=== Data provided ===
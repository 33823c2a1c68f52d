//! Change-notification bus.
//!
//! Delivers content-change paths to subscribed listeners. The bus outlives
//! individual requests, so every subscription a listener fails to release
//! leaks for the remainder of the process; engines detach themselves
//! through [`unsubscribe`](ChangeBus::unsubscribe) exactly once (see
//! [`RefreshPolicyEngine`](crate::RefreshPolicyEngine)).

use std::sync::atomic::{AtomicU64, Ordering};
use std::sync::{Arc, Mutex};

use metrics::counter;
use tracing::debug;

use crate::lock::mutex_lock;

const SOURCE: &str = "rendercache::bus";

const METRIC_CHANGE_NOTIFICATIONS: &str = "rendercache_change_notifications_total";
const METRIC_CHANGE_MATCHES: &str = "rendercache_change_matches_total";

/// Listener offered every content-change path.
pub trait ChangeListener: Send + Sync {
    /// Returns true when the change invalidates the listener's entry.
    fn on_change_notification(&self, path: &str) -> bool;
}

/// Identifies one subscription for later removal.
#[derive(Debug, Clone, Copy, PartialEq, Eq, Hash)]
pub struct SubscriptionId(u64);

/// In-process change-notification bus.
#[derive(Default)]
pub struct ChangeBus {
    listeners: Mutex<Vec<(SubscriptionId, Arc<dyn ChangeListener>)>>,
    id_counter: AtomicU64,
}

impl ChangeBus {
    pub fn new() -> Self {
        Self {
            listeners: Mutex::new(Vec::new()),
            id_counter: AtomicU64::new(0),
        }
    }

    /// Add a listener; the returned id removes it again.
    pub fn subscribe(&self, listener: Arc<dyn ChangeListener>) -> SubscriptionId {
        let id = SubscriptionId(self.id_counter.fetch_add(1, Ordering::SeqCst));
        mutex_lock(&self.listeners, SOURCE, "subscribe").push((id, listener));
        id
    }

    /// Remove a subscription; unknown ids are a no-op.
    pub fn unsubscribe(&self, id: SubscriptionId) {
        mutex_lock(&self.listeners, SOURCE, "unsubscribe")
            .retain(|(subscription, _)| *subscription != id);
    }

    /// Offer a changed path to every live listener.
    ///
    /// Returns the number of listeners that reported a match. Delivery
    /// happens on a snapshot taken outside the lock so listeners may
    /// unsubscribe re-entrantly.
    pub fn notify(&self, path: &str) -> usize {
        let snapshot: Vec<Arc<dyn ChangeListener>> = mutex_lock(&self.listeners, SOURCE, "notify")
            .iter()
            .map(|(_, listener)| Arc::clone(listener))
            .collect();

        counter!(METRIC_CHANGE_NOTIFICATIONS).increment(1);

        let matched = snapshot
            .iter()
            .filter(|listener| listener.on_change_notification(path))
            .count();

        if matched > 0 {
            counter!(METRIC_CHANGE_MATCHES).increment(matched as u64);
            debug!(path, matched, "Change notification matched cache entries");
        }
        matched
    }

    /// Number of live subscriptions.
    pub fn listener_count(&self) -> usize {
        mutex_lock(&self.listeners, SOURCE, "listener_count").len()
    }
}
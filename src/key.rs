//! Cache key generation.
//!
//! Derives deterministic cache keys whose granularity is controlled by a
//! signed scope level supplied per resource type.

/// Namespace prefix under which relative resource types live.
const APP_ROOT: &str = "/apps";

const PATH_SEPARATOR: char = '/';

/// Granularity at which renderings are shared across resource instances.
#[derive(Debug, Clone, Copy, PartialEq, Eq)]
pub enum CacheScope {
    /// Cache exactly this resource instance.
    InstanceOnly,
    /// Cache one rendering per resource type, ignoring the resource path.
    SiteWide,
    /// Cache per resource type plus the first `n` path segments.
    PathBounded(u32),
}

impl CacheScope {
    /// Derive a scope from a signed cache level: negative is instance-only,
    /// zero is site-wide, positive bounds the path to that many segments.
    pub fn from_level(level: i32) -> Self {
        if level < 0 {
            Self::InstanceOnly
        } else if level == 0 {
            Self::SiteWide
        } else {
            Self::PathBounded(level as u32)
        }
    }
}

/// Generate the cache key for one rendering.
///
/// Two requests that should share a cached rendering produce identical
/// keys. The function is total: no input combination fails.
pub fn generate_key(
    resource_path: &str,
    resource_type: &str,
    selector_string: &str,
    scope_level: i32,
) -> String {
    let selector = selector_suffix(selector_string);
    match CacheScope::from_level(scope_level) {
        CacheScope::InstanceOnly => format!("{resource_path}{selector}"),
        CacheScope::SiteWide => format!("{}{selector}", absolute_type_path(resource_type)),
        CacheScope::PathBounded(level) => format!(
            "{}{}{selector}",
            absolute_type_path(resource_type),
            cut_path(resource_path, level),
        ),
    }
}

/// Map a resource type onto its absolute content-tree path.
///
/// Types that already start with the path separator are used as-is.
pub(crate) fn absolute_type_path(resource_type: &str) -> String {
    if resource_type.starts_with(PATH_SEPARATOR) {
        resource_type.to_string()
    } else {
        format!("{APP_ROOT}/{resource_type}")
    }
}

/// Truncate `path` right before its `level`-th segment boundary.
///
/// A leading separator does not count as a boundary. Paths with fewer
/// boundaries are returned unmodified.
fn cut_path(path: &str, level: u32) -> &str {
    let mut count: i64 = if path.starts_with(PATH_SEPARATOR) { -1 } else { 0 };
    for (index, character) in path.char_indices() {
        if character == PATH_SEPARATOR {
            count += 1;
            if count == i64::from(level) {
                return &path[..index];
            }
        }
    }
    path
}

fn selector_suffix(selector_string: &str) -> String {
    if selector_string.trim().is_empty() {
        String::new()
    } else {
        format!(".{selector_string}")
    }
}
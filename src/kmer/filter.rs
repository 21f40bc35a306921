// src/kmer/filter.rs
//! Key subsampling and ambiguity-free segmentation.
//!
//! Index builders rarely keep every key. A [`HashMaskFilter`] keeps only keys
//! whose masked low bits equal a fixed value; the default `mask = 3, value = 1`
//! keeps the keys whose last base code is C, roughly a quarter of them.
//!
//! [`acgt_runs`] splits a sequence at runs of non-ACGT bytes so that callers
//! who do not want `N`-containing windows can encode each clean run on its own.

use crate::error::{KmerError, Result};
use crate::kmer::encoding::is_acgt;

/// Keeps keys where `key & mask == value`.
#[derive(Clone, Copy, Debug, PartialEq, Eq)]
pub struct HashMaskFilter {
    mask: u64,
    value: u64,
}

impl HashMaskFilter {
    pub fn new(mask: u64, value: u64) -> Result<Self> {
        if value & !mask != 0 {
            return Err(KmerError::InvalidHashFilter { mask, value });
        }
        Ok(Self { mask, value })
    }

    /// A filter that keeps every key.
    pub fn pass_all() -> Self {
        Self { mask: 0, value: 0 }
    }

    #[inline]
    pub fn keeps(&self, key: u64) -> bool {
        key & self.mask == self.value
    }

    pub fn mask(&self) -> u64 {
        self.mask
    }

    pub fn value(&self) -> u64 {
        self.value
    }

    /// Lazily drop the keys this filter rejects.
    pub fn apply<I>(self, keys: I) -> impl Iterator<Item = u64>
    where
        I: IntoIterator<Item = u64>,
    {
        keys.into_iter().filter(move |&key| self.keeps(key))
    }
}

impl Default for HashMaskFilter {
    fn default() -> Self {
        Self { mask: 3, value: 1 }
    }
}

/// Iterator over maximal A/C/G/T runs of a sequence, as `(start, run)`.
pub struct AcgtRuns<'a> {
    seq: &'a [u8],
    pos: usize,
    min_len: usize,
}

impl<'a> Iterator for AcgtRuns<'a> {
    type Item = (usize, &'a [u8]);

    fn next(&mut self) -> Option<Self::Item> {
        while self.pos < self.seq.len() {
            // skip ambiguous bytes
            while self.pos < self.seq.len() && !is_acgt(self.seq[self.pos]) {
                self.pos += 1;
            }
            let start = self.pos;
            while self.pos < self.seq.len() && is_acgt(self.seq[self.pos]) {
                self.pos += 1;
            }
            if self.pos > start && self.pos - start >= self.min_len {
                return Some((start, &self.seq[start..self.pos]));
            }
        }
        None
    }
}

/// Maximal runs of A/C/G/T at least `min_len` long. Pass k to skip runs too short for a window.
pub fn acgt_runs(seq: &[u8], min_len: usize) -> AcgtRuns<'_> {
    AcgtRuns {
        seq,
        pos: 0,
        min_len,
    }
}

#[cfg(test)]
mod tests {
    use super::*;

    #[test]
    fn test_default_filter_keeps_trailing_c() {
        let filter = HashMaskFilter::default();
        assert!(filter.keeps(0b01));
        assert!(filter.keeps(0b1101));
        assert!(!filter.keeps(0b00));
        assert!(!filter.keeps(0b10));
        assert!(!filter.keeps(0b11));
    }

    #[test]
    fn test_filter_apply() {
        let kept: Vec<u64> = HashMaskFilter::new(0b1111, 0b0101)
            .unwrap()
            .apply(0..32u64)
            .collect();
        assert_eq!(kept, vec![5, 21]);

        let all: Vec<u64> = HashMaskFilter::pass_all().apply(vec![7, 8, 9]).collect();
        assert_eq!(all, vec![7, 8, 9]);
    }

    #[test]
    fn test_filter_rejects_value_outside_mask() {
        assert_eq!(
            HashMaskFilter::new(3, 4),
            Err(KmerError::InvalidHashFilter { mask: 3, value: 4 })
        );
    }

    #[test]
    fn test_acgt_runs() {
        let seq = b"NNACGTNNNGGNTTTTT";
        let runs: Vec<(usize, &[u8])> = acgt_runs(seq, 1).collect();
        assert_eq!(
            runs,
            vec![(2, &b"ACGT"[..]), (9, &b"GG"[..]), (12, &b"TTTTT"[..])]
        );

        let long: Vec<(usize, &[u8])> = acgt_runs(seq, 4).collect();
        assert_eq!(long, vec![(2, &b"ACGT"[..]), (12, &b"TTTTT"[..])]);
    }

    #[test]
    fn test_acgt_runs_edge_cases() {
        assert_eq!(acgt_runs(b"", 1).count(), 0);
        assert_eq!(acgt_runs(b"NNNN", 1).count(), 0);
        assert_eq!(acgt_runs(b"ACGT", 0).collect::<Vec<_>>(), vec![(0, &b"ACGT"[..])]);
        // lowercase is not ACGT
        assert_eq!(acgt_runs(b"acgtAC", 1).collect::<Vec<_>>(), vec![(4, &b"AC"[..])]);
    }
}
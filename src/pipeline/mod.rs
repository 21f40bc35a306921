//! Pipelines that run the encoder over whole inputs.

pub mod keys;
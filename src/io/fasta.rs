// src/io/fasta.rs
use std::fs::File;
use std::io::{self, BufRead, BufReader};
use std::iter::Peekable;

use flate2::read::MultiGzDecoder;

#[derive(Debug, Clone, PartialEq, Eq)]
pub struct FastaRecord {
    /// Header text after `>` up to the first whitespace
    pub name: String,
    pub sequence: Vec<u8>,
}

/// Open a FASTA file for reading, handles gzipped files automatically
pub fn open_fasta(path: &str) -> io::Result<Box<dyn BufRead>> {
    let file = File::open(path)?;
    if path.ends_with(".gz") {
        Ok(Box::new(BufReader::new(MultiGzDecoder::new(file))))
    } else {
        Ok(Box::new(BufReader::new(file)))
    }
}

/// Stream FASTA records one at a time.
///
/// Sequence lines are concatenated with surrounding whitespace trimmed; bytes
/// are otherwise passed through untouched, so soft-masked (lowercase) bases
/// reach the encoder as-is.
pub fn stream_fasta_records<R: BufRead>(reader: R) -> FastaStreamParser<io::Lines<R>> {
    FastaStreamParser {
        lines: reader.lines().peekable(),
    }
}

/// Read every record into memory.
pub fn read_fasta_records<R: BufRead>(reader: R) -> io::Result<Vec<FastaRecord>> {
    stream_fasta_records(reader).collect()
}

/// Iterator adaptor for streaming FASTA parsing
pub struct FastaStreamParser<I>
where
    I: Iterator<Item = io::Result<String>>,
{
    lines: Peekable<I>,
}

impl<I> Iterator for FastaStreamParser<I>
where
    I: Iterator<Item = io::Result<String>>,
{
    type Item = io::Result<FastaRecord>;

    fn next(&mut self) -> Option<Self::Item> {
        // find the next header, skipping blank lines
        let header = loop {
            match self.lines.next()? {
                Err(e) => return Some(Err(e)),
                Ok(line) => {
                    let line = line.trim();
                    if line.is_empty() {
                        continue;
                    }
                    match line.strip_prefix('>') {
                        Some(rest) => break rest.to_string(),
                        None => {
                            return Some(Err(io::Error::new(
                                io::ErrorKind::InvalidData,
                                format!("expected FASTA header, found {:?}", line),
                            )))
                        }
                    }
                }
            }
        };

        let name = header
            .split_whitespace()
            .next()
            .unwrap_or_default()
            .to_string();
        if name.is_empty() {
            tracing::warn!("FASTA record with an empty header");
        }

        let mut sequence = Vec::new();
        while let Some(Ok(line)) = self.lines.peek() {
            if line.trim_start().starts_with('>') {
                break;
            }
            sequence.extend_from_slice(line.trim().as_bytes());
            self.lines.next();
        }
        // surface a read error on the following call
        if let Some(Err(_)) = self.lines.peek() {
            if let Some(Err(e)) = self.lines.next() {
                return Some(Err(e));
            }
        }

        Some(Ok(FastaRecord { name, sequence }))
    }
}

#[cfg(test)]
mod tests {
    use super::*;
    use std::io::Cursor;

    #[test]
    fn test_multi_line_records() {
        let data = ">chr1 first contig\nACGT\nTTGG\n\n>chr2\nNNAC\n";
        let records = read_fasta_records(Cursor::new(data)).unwrap();
        assert_eq!(records.len(), 2);
        assert_eq!(records[0].name, "chr1");
        assert_eq!(records[0].sequence, b"ACGTTTGG");
        assert_eq!(records[1].name, "chr2");
        assert_eq!(records[1].sequence, b"NNAC");
    }

    #[test]
    fn test_empty_input() {
        let records = read_fasta_records(Cursor::new("")).unwrap();
        assert!(records.is_empty());
    }

    #[test]
    fn test_empty_sequence_and_crlf() {
        let data = ">a\r\n>b\r\nAC\r\nGT\r\n";
        let records = read_fasta_records(Cursor::new(data)).unwrap();
        assert_eq!(records[0].sequence, b"");
        assert_eq!(records[1].sequence, b"ACGT");
    }

    #[test]
    fn test_indented_header_starts_new_record() {
        let data = ">a\nACGT\n >b\nGG\n\t>c desc\nTT\n";
        let records = read_fasta_records(Cursor::new(data)).unwrap();
        assert_eq!(records.len(), 3);
        assert_eq!(records[0].sequence, b"ACGT");
        assert_eq!(records[1].name, "b");
        assert_eq!(records[1].sequence, b"GG");
        assert_eq!(records[2].name, "c");
        assert_eq!(records[2].sequence, b"TT");
    }

    #[test]
    fn test_missing_header_is_error() {
        let err = read_fasta_records(Cursor::new("ACGT\n")).unwrap_err();
        assert_eq!(err.kind(), io::ErrorKind::InvalidData);
    }
}
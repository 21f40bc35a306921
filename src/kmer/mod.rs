//! K-mer encoding: base codes, the rolling canonical encoder, packed-word helpers and key filters.

pub mod encoding;
pub mod filter;
pub mod kmer;
pub mod rolling;
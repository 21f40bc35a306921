//! Input and output for the driver: FASTA records in, key tables out.

pub mod fasta;
pub mod keys;
use ahash::AHashMap;
use kmerkey::io::fasta::{open_fasta, stream_fasta_records};
use kmerkey::kmer::kmer::decode_kmer;
use kmerkey::pipeline::keys::{EncodeOptions, KeyCounts};
use kmerkey::DEFAULT_K;
use std::time::Instant;

fn main() {
    let args: Vec<String> = std::env::args().collect();
    if args.len() < 2 {
        eprintln!("Usage: {} <input.fa(.gz)> [k-mer length]", args[0]);
        std::process::exit(1);
    }

    let input_path = &args[1];
    let k = if args.len() > 2 {
        args[2].parse::<usize>().unwrap_or(DEFAULT_K)
    } else {
        DEFAULT_K
    };

    let options = EncodeOptions {
        k,
        ..Default::default()
    };
    if let Err(e) = options.validate() {
        eprintln!("{}", e);
        std::process::exit(1);
    }

    println!("Processing {} with k-mer size: {}", input_path, k);
    let start = Instant::now();

    let reader = match open_fasta(input_path) {
        Ok(reader) => reader,
        Err(e) => {
            eprintln!("Unable to open {}: {}", input_path, e);
            std::process::exit(1);
        }
    };

    // one record in memory at a time
    let mut total_records = 0usize;
    let mut counts = KeyCounts::default();

    for record in stream_fasta_records(reader) {
        let record = match record {
            Ok(record) => record,
            Err(e) => {
                eprintln!("Error reading {}: {}", input_path, e);
                std::process::exit(1);
            }
        };
        total_records += 1;

        if let Err(e) = counts.add_sequence(&record.sequence, &options) {
            eprintln!("{}", e);
            std::process::exit(1);
        }
    }

    let elapsed = start.elapsed();

    let mut histogram: AHashMap<u32, usize> = AHashMap::new();
    for &count in counts.counts.values() {
        *histogram.entry(count).or_insert(0) += 1;
    }

    println!("\nStatistics:");
    println!("  Total records processed: {}", total_records);
    println!("  Total k-mers processed: {}", counts.emitted);
    println!("  Distinct canonical k-mers: {}", counts.counts.len());
    println!("  Processing time: {:.2?}", elapsed);

    println!("\nK-mer frequency histogram:");
    let mut hist_entries: Vec<_> = histogram.into_iter().collect();
    hist_entries.sort_by_key(|&(count, _)| count);
    for (count, occurrences) in hist_entries.iter().take(10) {
        println!("  Count {}: {} k-mers", count, occurrences);
    }

    println!("\nTop 5 most frequent k-mers:");
    let mut top_kmers: Vec<_> = counts.counts.into_iter().collect();
    top_kmers.sort_by(|a, b| b.1.cmp(&a.1).then(a.0.cmp(&b.0)));
    for (key, count) in top_kmers.iter().take(5) {
        println!("  {} ({}): {} occurrences", decode_kmer(*key, k), key, count);
    }

    println!("\nComplete.");
}
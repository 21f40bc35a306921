//! Canonical 64-bit keys for the k-mers of nucleotide sequences.
//!
//! [`encode`] turns a sequence into a lazy stream of canonical 31-mer keys,
//! each the unsigned minimum of the window's forward and reverse-complement
//! 2-bit packed words. The rest of the crate reads FASTA input, runs the
//! encoder over many records in parallel and summarizes the result.

pub mod error;
pub mod io;
pub mod kmer;
pub mod pipeline;
pub mod stats;

pub use error::{KmerError, Result};
pub use kmer::encoding::DEFAULT_K;
pub use kmer::filter::{acgt_runs, HashMaskFilter};
pub use kmer::rolling::{encode, encode_with_k, CanonicalKmers, PositionedKmers, RollingKmer};
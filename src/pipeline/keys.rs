// src/pipeline/keys.rs
//! Key extraction over many records.
//!
//! Every record gets its own encoder, so records are processed independently
//! with rayon and no shared state beyond the final merge. [`write_keys`] is
//! the sequential streaming path used for file output.

use ahash::AHashMap;
use rayon::prelude::*;
use tracing::{debug, info};

use std::error::Error;
use std::io;

use crate::error::{KmerError, Result};
use crate::io::fasta::FastaRecord;
use crate::io::keys::KeyWriter;
use crate::kmer::encoding::DEFAULT_K;
use crate::kmer::filter::{acgt_runs, HashMaskFilter};
use crate::kmer::rolling::{encode_with_k, RollingKmer};

/// How records are turned into keys.
#[derive(Clone, Copy, Debug, PartialEq, Eq)]
pub struct EncodeOptions {
    pub k: usize,
    /// Encode each A/C/G/T run separately instead of reading ambiguous bases as A
    pub split_on_n: bool,
    pub filter: HashMaskFilter,
}

impl Default for EncodeOptions {
    fn default() -> Self {
        Self {
            k: DEFAULT_K,
            split_on_n: false,
            filter: HashMaskFilter::pass_all(),
        }
    }
}

impl EncodeOptions {
    pub fn validate(&self) -> Result<()> {
        RollingKmer::new(self.k).map(|_| ())
    }
}

/// Keys of a single record with their window start positions.
#[derive(Debug, Clone, PartialEq, Eq)]
pub struct RecordKeys {
    pub name: String,
    /// Windows scanned, before filtering
    pub windows: usize,
    pub keys: Vec<(usize, u64)>,
}

/// Feed every kept `(position, key)` of `sequence` to a fallible `sink`; returns the number of windows scanned.
///
/// Stops at the first error the sink returns.
pub fn try_for_each_key<F, E>(
    sequence: &[u8],
    options: &EncodeOptions,
    mut sink: F,
) -> std::result::Result<usize, E>
where
    F: FnMut(usize, u64) -> std::result::Result<(), E>,
    E: From<KmerError>,
{
    let mut windows = 0;
    let mut scan = |offset: usize, seq: &[u8]| -> std::result::Result<(), E> {
        for (pos, key) in encode_with_k(seq, options.k)?.with_positions() {
            windows += 1;
            if options.filter.keeps(key) {
                sink(offset + pos, key)?;
            }
        }
        Ok(())
    };

    if options.split_on_n {
        for (start, run) in acgt_runs(sequence, options.k) {
            scan(start, run)?;
        }
    } else {
        scan(0, sequence)?;
    }
    Ok(windows)
}

/// Feed every kept `(position, key)` of `sequence` to `sink`; returns the number of windows scanned.
pub fn for_each_key<F>(sequence: &[u8], options: &EncodeOptions, mut sink: F) -> Result<usize>
where
    F: FnMut(usize, u64),
{
    try_for_each_key(sequence, options, |pos, key| -> Result<()> {
        sink(pos, key);
        Ok(())
    })
}

/// Collect the kept keys of one sequence.
pub fn record_keys(sequence: &[u8], options: &EncodeOptions) -> Result<Vec<(usize, u64)>> {
    let mut keys = Vec::new();
    for_each_key(sequence, options, |pos, key| keys.push((pos, key)))?;
    Ok(keys)
}

/// Encode records in parallel, preserving input order.
pub fn encode_records(records: &[FastaRecord], options: &EncodeOptions) -> Result<Vec<RecordKeys>> {
    options.validate()?;
    info!(
        "Encoding {} records with k={} (split on N: {})",
        records.len(),
        options.k,
        options.split_on_n
    );

    records
        .par_iter()
        .map(|record| -> Result<RecordKeys> {
            let mut keys = Vec::with_capacity(record.sequence.len().saturating_sub(options.k - 1));
            let windows = for_each_key(&record.sequence, options, |pos, key| keys.push((pos, key)))?;
            debug!("{}: {} windows, {} keys kept", record.name, windows, keys.len());
            Ok(RecordKeys {
                name: record.name.clone(),
                windows,
                keys,
            })
        })
        .collect()
}

/// Totals of a streaming [`write_keys`] pass.
#[derive(Debug, Default, Clone, Copy, PartialEq, Eq)]
pub struct WriteSummary {
    pub records: usize,
    pub windows: usize,
    pub written: usize,
}

/// Encode records as they arrive and write each kept key straight to `writer`.
///
/// Only the record being encoded is held in memory; no keys are buffered.
pub fn write_keys<I>(
    records: I,
    options: &EncodeOptions,
    writer: &mut KeyWriter,
) -> std::result::Result<WriteSummary, Box<dyn Error>>
where
    I: IntoIterator<Item = io::Result<FastaRecord>>,
{
    options.validate()?;
    let mut summary = WriteSummary::default();

    for record in records {
        let record = record?;
        let mut written = 0;
        let windows = try_for_each_key(
            &record.sequence,
            options,
            |pos, key| -> std::result::Result<(), Box<dyn Error>> {
                writer.write_key(&record.name, pos, key)?;
                written += 1;
                Ok(())
            },
        )?;
        debug!("{}: {} windows, {} keys written", record.name, windows, written);

        summary.records += 1;
        summary.windows += windows;
        summary.written += written;
    }
    Ok(summary)
}

/// Distinct-key occurrence counts over a set of records.
#[derive(Debug, Default)]
pub struct KeyCounts {
    pub counts: AHashMap<u64, u32>,
    pub windows: usize,
    pub emitted: usize,
}

impl KeyCounts {
    /// Count the kept keys of one more sequence.
    pub fn add_sequence(&mut self, sequence: &[u8], options: &EncodeOptions) -> Result<()> {
        let counts = &mut self.counts;
        let mut emitted = 0;
        let windows = for_each_key(sequence, options, |_, key| {
            emitted += 1;
            let entry = counts.entry(key).or_insert(0);
            *entry = entry.saturating_add(1);
        })?;
        self.windows += windows;
        self.emitted += emitted;
        Ok(())
    }

    fn merge(mut self, other: KeyCounts) -> KeyCounts {
        let (mut big, small) = if self.counts.len() >= other.counts.len() {
            (std::mem::take(&mut self.counts), other.counts)
        } else {
            (other.counts, std::mem::take(&mut self.counts))
        };
        for (key, count) in small {
            let entry = big.entry(key).or_insert(0);
            *entry = entry.saturating_add(count);
        }
        KeyCounts {
            counts: big,
            windows: self.windows + other.windows,
            emitted: self.emitted + other.emitted,
        }
    }
}

/// Count every kept key across `records` with thread-local maps merged at the end.
pub fn count_distinct(records: &[FastaRecord], options: &EncodeOptions) -> Result<KeyCounts> {
    options.validate()?;

    let merged = records
        .par_iter()
        .try_fold(KeyCounts::default, |mut local, record| -> Result<KeyCounts> {
            local.add_sequence(&record.sequence, options)?;
            Ok(local)
        })
        .try_reduce(KeyCounts::default, |a, b| Ok(a.merge(b)))?;

    info!(
        "Counted {} distinct keys from {} emitted ({} windows)",
        merged.counts.len(),
        merged.emitted,
        merged.windows
    );
    Ok(merged)
}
===
Set down precisely the lines above between the line holding "let record = record?;" and the line holding "pub struct KeyCounts", inclusive, and nothing beyond them.

Solved exercise:
        let record = record?;
        let mut written = 0;
        let windows = try_for_each_key(
            &record.sequence,
            options,
            |pos, key| -> std::result::Result<(), Box<dyn Error>> {
                writer.write_key(&record.name, pos, key)?;
                written += 1;
                Ok(())
            },
        )?;
        debug!("{}: {} windows, {} keys written", record.name, windows, written);

        summary.records += 1;
        summary.windows += windows;
        summary.written += written;
    }
    Ok(summary)
}

/// Distinct-key occurrence counts over a set of records.
#[derive(Debug, Default)]
pub struct KeyCounts {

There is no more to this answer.